To explore the origins of this gap, we have obtained permission to conduct a survey experiment with pension fund advisors who provide guidance for the pension funds in our dataset. Our study aims to examine whether, and to what extent, these advisors give different advice to men and women.

To investigate this, we will conduct a name-implied vignette study in which pension fund advisors provide recommendations to hypothetical clients in their twenties. Half of the participants will advise a hypothetical female client, while the other half will advise a hypothetical male client. The clients will be identical apart from their name. First, we will ask advisors what they believe is the optimal monthly savings rate and investment allocation for their assigned client. Next, we will assess how strongly advisors perceive their clients to incorporate their recommendations. Specifically, we will ask advisors to estimate the choices they believe their clients would have made before receiving their advice and subsequently ask them about their beliefs of actual post-consultation choices of their clients. This allows us to estimate their belief impact on the choices.
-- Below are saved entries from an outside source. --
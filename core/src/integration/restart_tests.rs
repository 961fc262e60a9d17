//! Progress survives a process restart

use retroplay_shared::game_state::GameState;
use retroplay_shared::title::{TitleId, TitleInfo};

use crate::cheat::{CheatEngine, CheatPatch};
use crate::device::backend::PadTable;
use crate::save::SaveCoordinator;

use super::test_utils::*;

#[test]
fn test_saved_score_survives_restart() {
    let root = tempfile::tempdir().unwrap();
    let config = config_in(root.path());
    let title = TitleId::from_rom_bytes(b"NES\x1a stand-in rom");

    {
        let saves = SaveCoordinator::new(&config.saves);
        let mut state = GameState::new_game();
        state.score = 120;
        saves.save(&title, 0, &state).unwrap();
    }

    // Fresh coordinator, nothing cached
    let saves = SaveCoordinator::new(&config.saves);
    assert_eq!(saves.load(&title, 0).unwrap().score, 120);
    assert_eq!(saves.index(&title).total_saves, 1);
}

#[test]
fn test_session_resumes_where_it_left_off() {
    let root = tempfile::tempdir().unwrap();
    let pads = PadTable::new();
    let info = TitleInfo::new(TitleId::new("0123456789abcdef"), "Stand-in");

    {
        let mut session = session(root.path(), &pads);
        session.load_title(info.clone()).unwrap();
        session.state().with(|state| state.score = 120);
        session.quick_save(0);
        session.shutdown();
    }

    let mut session = session(root.path(), &pads);
    session.load_title(info).unwrap();
    assert_eq!(session.state().get().score, 120);
}

#[test]
fn test_cheat_toggles_survive_restart() {
    let root = tempfile::tempdir().unwrap();
    let config = config_in(root.path());
    let title = TitleId::new("feedfacefeedface");

    {
        let mut cheats = CheatEngine::new(&config.cheats);
        cheats.auto_enable(&title);
        cheats.insert(CheatPatch::new("score", "Max Score", "score", 9990));
        cheats.toggle("score", true).unwrap();
        cheats.unload().unwrap();
    }

    let mut cheats = CheatEngine::new(&config.cheats);
    assert_eq!(cheats.auto_enable(&title), 1);
    assert!(cheats.status().patches[0].enabled);
}
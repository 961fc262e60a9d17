//! Fixed-step timing derived from the video settings

use std::time::Duration;

use crate::config::VideoConfig;

/// Longest stall, in ticks, that the loop will try to catch up on
const MAX_CATCH_UP_TICKS: u32 = 6;

/// Share of a tick the game rules may take before a warning is logged
const TICK_BUDGET_SHARE: f64 = 0.25;

/// Tick length and the limits the render loop paces itself against.
#[derive(Debug, Clone, Copy, PartialEq)]
pub struct TickTiming {
    pub tick_rate: u32,
    pub tick: Duration,
    /// Elapsed time per frame is clamped to this
    pub max_delta: Duration,
    pub cpu_budget: Duration,
}

impl TickTiming {
    /// Timing for `tick_rate` Hz. Zero is treated as 1 Hz.
    pub fn at_rate(tick_rate: u32) -> Self {
        let tick_rate = tick_rate.max(1);
        let rate = f64::from(tick_rate);
        Self {
            tick_rate,
            tick: Duration::from_secs_f64(1.0 / rate),
            max_delta: Duration::from_secs_f64(f64::from(MAX_CATCH_UP_TICKS) / rate),
            cpu_budget: Duration::from_secs_f64(TICK_BUDGET_SHARE / rate),
        }
    }
}

impl From<&VideoConfig> for TickTiming {
    fn from(video: &VideoConfig) -> Self {
        Self::at_rate(video.tick_rate)
    }
}
//! Game loop orchestration
//!
//! [`RenderLoop`] is the only place the game state changes in response to
//! input. It owns the three background services and their workers: they
//! start when a title loads and stop when it unloads or the loop exits.

use std::sync::Arc;
use std::sync::atomic::{AtomicBool, Ordering};
use std::thread;
use std::time::{Duration, Instant};

use anyhow::{Context, Result};
use chrono::Utc;
use tracing::{debug, info, warn};

use retroplay_shared::game_state::GameState;
use retroplay_shared::title::TitleInfo;

use crate::cheat::CheatEngine;
use crate::config::Config;
use crate::device::DeviceRegistry;
#[cfg(feature = "gamepad")]
use crate::device::gamepad::GamepadPump;
use crate::hud::{HudStatus, NOTICE_DURATION, StatusLine};
use crate::input::{ControlState, InputMultiplexer, Key, KeyboardState};
use crate::render::{self, Frame};
use crate::save::{AUTOSAVE_SLOT, SaveCoordinator, SaveError, StateProvider};
use crate::state::{SharedState, unix_now};

mod frontend;
mod game_loop;
pub mod rules;
mod timing;

#[cfg(test)]
mod tests;

pub use timing::TickTiming;
pub use frontend::{Frontend, FrontendEvent};

/// Slots bound to the quick-save hotkeys
pub const QUICK_SLOTS: std::ops::RangeInclusive<u32> = 1..=3;

/// Whether the loop keeps going after an event
#[derive(Debug, Clone, Copy, PartialEq, Eq)]
pub enum Flow {
    Continue,
    Quit,
}

/// The single-threaded render/input loop and the services it drives.
pub struct RenderLoop {
    config: Config,
    timing: TickTiming,
    accumulator: Duration,
    last_update: Option<Instant>,

    state: SharedState,
    saves: SaveCoordinator,
    cheats: CheatEngine,
    devices: DeviceRegistry,
    input: InputMultiplexer,
    keyboard: KeyboardState,
    #[cfg(feature = "gamepad")]
    pump: Option<GamepadPump>,

    title: Option<TitleInfo>,
    /// Read by the autosave provider; false while no title is running
    active: Arc<AtomicBool>,
    paused: bool,
    status: StatusLine,
    known_controllers: usize,
    frame: Frame,
}

impl RenderLoop {
    pub fn new(
        config: Config,
        saves: SaveCoordinator,
        cheats: CheatEngine,
        devices: DeviceRegistry,
    ) -> Self {
        let timing = TickTiming::from(&config.video);
        let input = InputMultiplexer::new(config.input.keyboard.clone());

        Self {
            config,
            timing,
            accumulator: Duration::ZERO,
            last_update: None,
            state: SharedState::default(),
            saves,
            cheats,
            devices,
            input,
            keyboard: KeyboardState::new(),
            #[cfg(feature = "gamepad")]
            pump: None,
            title: None,
            active: Arc::new(AtomicBool::new(false)),
            paused: false,
            status: StatusLine::default(),
            known_controllers: 0,
            frame: Frame::new(),
        }
    }

    /// Pump gilrs on the loop thread before every frame.
    #[cfg(feature = "gamepad")]
    pub fn with_gamepad(mut self, pump: GamepadPump) -> Self {
        self.pump = Some(pump);
        self
    }

    pub fn state(&self) -> &SharedState {
        &self.state
    }

    pub fn saves(&self) -> &SaveCoordinator {
        &self.saves
    }

    pub fn cheats(&self) -> &CheatEngine {
        &self.cheats
    }

    pub fn devices(&self) -> &DeviceRegistry {
        &self.devices
    }

    pub fn title(&self) -> Option<&TitleInfo> {
        self.title.as_ref()
    }

    pub fn paused(&self) -> bool {
        self.paused
    }

    pub fn keyboard_mut(&mut self) -> &mut KeyboardState {
        &mut self.keyboard
    }

    pub fn status_message(&self) -> Option<&str> {
        self.status.current()
    }

    pub fn tick_duration(&self) -> Duration {
        self.timing.tick
    }

    // ------------------------------------------------------------------
    // Title lifecycle
    // ------------------------------------------------------------------

    /// Switch to `info`.
    ///
    /// Stops the previous title's workers, resets the game, restores the
    /// autosave slot if configured, then starts autosave, the cheat monitor
    /// and the device monitor, in that order.
    pub fn load_title(&mut self, info: TitleInfo) -> Result<()> {
        self.unload_title();

        self.state.set(GameState::new_game());
        self.paused = false;
        self.accumulator = Duration::ZERO;
        self.last_update = None;
        if self.config.saves.auto_load {
            self.restore_autosave(&info);
        }

        info!("Loading title {} ({})", info.name, info.id);
        self.title = Some(info.clone());
        self.active.store(true, Ordering::SeqCst);

        let provider = self.state_provider();
        self.saves
            .start_autosave(info.id.clone(), provider)
            .context("failed to start autosave worker")?;

        let enabled = self.cheats.auto_enable(&info.id);
        self.cheats
            .start_monitor(self.state.clone())
            .context("failed to start cheat monitor")?;

        let (controllers, audio) = self.devices.auto_connect();
        self.known_controllers = controllers;
        self.devices
            .start_monitor()
            .context("failed to start device monitor")?;

        info!(
            "Title ready: {} cheats enabled, {} controllers, {} audio devices",
            enabled, controllers, audio
        );
        Ok(())
    }

    fn restore_autosave(&mut self, info: &TitleInfo) {
        match self.saves.load(&info.id, AUTOSAVE_SLOT) {
            Ok(state) => {
                info!("Restored autosave for {} (score {})", info.name, state.score);
                self.state.set(state);
                self.status.set("Resumed from autosave");
            }
            Err(SaveError::NotFound { .. }) => {}
            Err(e) => {
                warn!("Could not restore autosave for {}: {}", info.name, e);
                self.status.set("Save unreadable, starting fresh");
            }
        }
    }

    /// Hands the autosave worker a stamped copy of the state while a title runs.
    fn state_provider(&self) -> StateProvider {
        let state = self.state.clone();
        let active = Arc::clone(&self.active);
        Box::new(move || {
            active.load(Ordering::SeqCst).then(|| {
                let mut copy = state.get();
                copy.timestamp = unix_now();
                copy
            })
        })
    }

    fn stop_workers(&mut self) {
        self.saves.stop_autosave();
        self.cheats.stop_monitor();
        self.devices.stop_monitor();
    }

    /// Stop every worker and persist the cheat table. No-op without a title.
    pub fn unload_title(&mut self) {
        self.active.store(false, Ordering::SeqCst);
        self.stop_workers();
        if let Err(e) = self.cheats.unload() {
            warn!("Failed to persist cheats: {}", e);
        }
        if let Some(info) = self.title.take() {
            info!("Unloaded title {}", info.name);
        }
    }

    /// Stop workers in order autosave, cheat monitor, device monitor, then
    /// persist the cheat table.
    pub fn shutdown(&mut self) {
        self.unload_title();
    }

    // ------------------------------------------------------------------
    // Input
    // ------------------------------------------------------------------

    pub fn handle_event(&mut self, event: FrontendEvent) -> Flow {
        match event {
            FrontendEvent::Quit => Flow::Quit,
            FrontendEvent::KeyPressed(key) => self.handle_key(key),
        }
    }

    /// Hotkeys. Modifier state comes from the held-key set.
    pub fn handle_key(&mut self, key: Key) -> Flow {
        if key == Key::Escape {
            return Flow::Quit;
        }
        if self.title.is_none() {
            return Flow::Continue;
        }

        match key {
            Key::P => {
                self.paused = !self.paused;
                debug!("Paused: {}", self.paused);
            }
            Key::R => {
                self.state.set(GameState::new_game());
                self.status.set("Game reset");
            }
            Key::F5 => self.quick_save(1),
            Key::F9 => self.quick_load(1),
            _ => {
                if let Some(slot) = key.digit().filter(|d| QUICK_SLOTS.contains(d)) {
                    if self.keyboard.ctrl() {
                        self.quick_save(slot);
                    } else if self.keyboard.alt() {
                        self.quick_load(slot);
                    }
                }
            }
        }
        Flow::Continue
    }

    pub fn quick_save(&mut self, slot: u32) {
        let Some(info) = &self.title else {
            return;
        };
        let mut state = self.state.get();
        state.timestamp = unix_now();
        match self.saves.save(&info.id, slot, &state) {
            Ok(_) => {
                info!("Saved {} to slot {}", info.name, slot);
                self.status.set(format!("Saved to slot {}", slot));
            }
            Err(e) => {
                warn!("Save to slot {} failed: {}", slot, e);
                self.status.set(format!("Save failed: {}", e));
            }
        }
    }

    /// Load `slot`. On failure the current game keeps running.
    pub fn quick_load(&mut self, slot: u32) {
        let Some(info) = &self.title else {
            return;
        };
        match self.saves.load(&info.id, slot) {
            Ok(state) => {
                info!("Loaded {} from slot {}", info.name, slot);
                self.state.set(state);
                self.status.set(format!("Loaded slot {}", slot));
            }
            Err(e) if e.is_missing() => {
                debug!("Slot {} not loadable: {}", slot, e);
                self.status.set(format!("Slot {} is empty", slot));
            }
            Err(e) => {
                warn!("Load from slot {} failed: {}", slot, e);
                self.status.set(format!("Load failed: {}", e));
            }
        }
    }

    /// Keyboard OR the active controller
    pub fn controls(&self) -> ControlState {
        let pad = self
            .devices
            .read_active_input(self.config.devices.active_controller);
        self.input.merge(&self.keyboard, pad)
    }

    // ------------------------------------------------------------------
    // Frame
    // ------------------------------------------------------------------

    /// One fixed tick with the current input
    pub fn tick(&mut self) {
        let controls = self.controls();
        self.tick_with(controls);
    }

    fn tick_with(&mut self, controls: ControlState) {
        if self.title.is_none() {
            return;
        }
        let paused = self.paused;
        self.state.with(|state| rules::tick(state, controls, paused));
    }

    /// Run the ticks due at `now`. Input is read once for the whole frame.
    pub fn advance(&mut self, now: Instant) -> u32 {
        let controls = self.controls();
        let timing = self.timing;
        let mut accumulator = self.accumulator;
        let mut last_update = self.last_update;
        let ticks = game_loop::execute_frame(
            &timing,
            &mut accumulator,
            &mut last_update,
            now,
            || self.tick_with(controls),
        );
        self.accumulator = accumulator;
        self.last_update = last_update;
        ticks
    }

    pub fn hud(&mut self) -> HudStatus {
        let state = self.state.get();
        let devices = self.devices.status();

        let controllers = devices.controllers.len();
        if self.title.is_some() && controllers != self.known_controllers {
            let change = if controllers > self.known_controllers {
                "Controller connected"
            } else {
                "Controller disconnected"
            };
            self.status.set(change);
            self.known_controllers = controllers;
        }

        let autosaved = self.saves.last_save_time().is_some_and(|at| {
            (Utc::now() - at)
                .to_std()
                .is_ok_and(|age| age < NOTICE_DURATION)
        });

        HudStatus {
            title: self.title.as_ref().map(|t| t.name.clone()),
            score: state.score,
            lives: state.lives,
            level: state.level,
            paused: self.paused,
            cheats_enabled: self.cheats.status().enabled_count,
            controllers,
            audio_sinks: devices.audio_sinks.len(),
            autosaved,
            message: self.status.current().map(str::to_string),
        }
    }

    /// Draw the current state and return the frame with its HUD
    pub fn render(&mut self) -> (&Frame, HudStatus) {
        let hud = self.hud();
        let state = self.state.get();
        render::draw(&mut self.frame, &state, &hud);
        (&self.frame, hud)
    }

    /// Poll, tick, render and present until the front-end quits.
    ///
    /// Workers are shut down on the way out, including on error.
    pub fn run(&mut self, frontend: &mut dyn Frontend) -> Result<()> {
        info!("Render loop running at {} Hz", self.timing.tick_rate);
        let result = self.run_frames(frontend);
        self.shutdown();
        info!("Render loop stopped");
        result
    }

    fn run_frames(&mut self, frontend: &mut dyn Frontend) -> Result<()> {
        loop {
            #[cfg(feature = "gamepad")]
            if let Some(pump) = &mut self.pump {
                pump.pump();
            }

            for event in frontend.poll(&mut self.keyboard) {
                if self.handle_event(event) == Flow::Quit {
                    return Ok(());
                }
            }

            self.advance(Instant::now());

            let (frame, hud) = self.render();
            frontend.present(frame, &hud).context("failed to present frame")?;

            thread::sleep(game_loop::time_to_next_tick(&self.timing, self.accumulator));
        }
    }
}

impl Drop for RenderLoop {
    fn drop(&mut self) {
        self.shutdown();
    }
}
Moreover, we will also collect pension advisors' beliefs about their clients’ financial literacy and risk aversion. These factors will allow us to control for and better understand potential gender differences in investment advice.

We will then introduce a second randomized treatment. Half of the advisors will be presented with results from a previous survey documenting biased investment advice—specifically, that women were, on average, advised to contribute the same percentage of their income as men but were recommended to chose less risky investment options than men. Advisors in this treatment group will also be informed about the consequences of this bias, particularly its contribution to the gender pension gap. The other half of the advisors will receive a placebo treatment, in which they are shown results from the same survey regarding clients' misconceptions about pension investments.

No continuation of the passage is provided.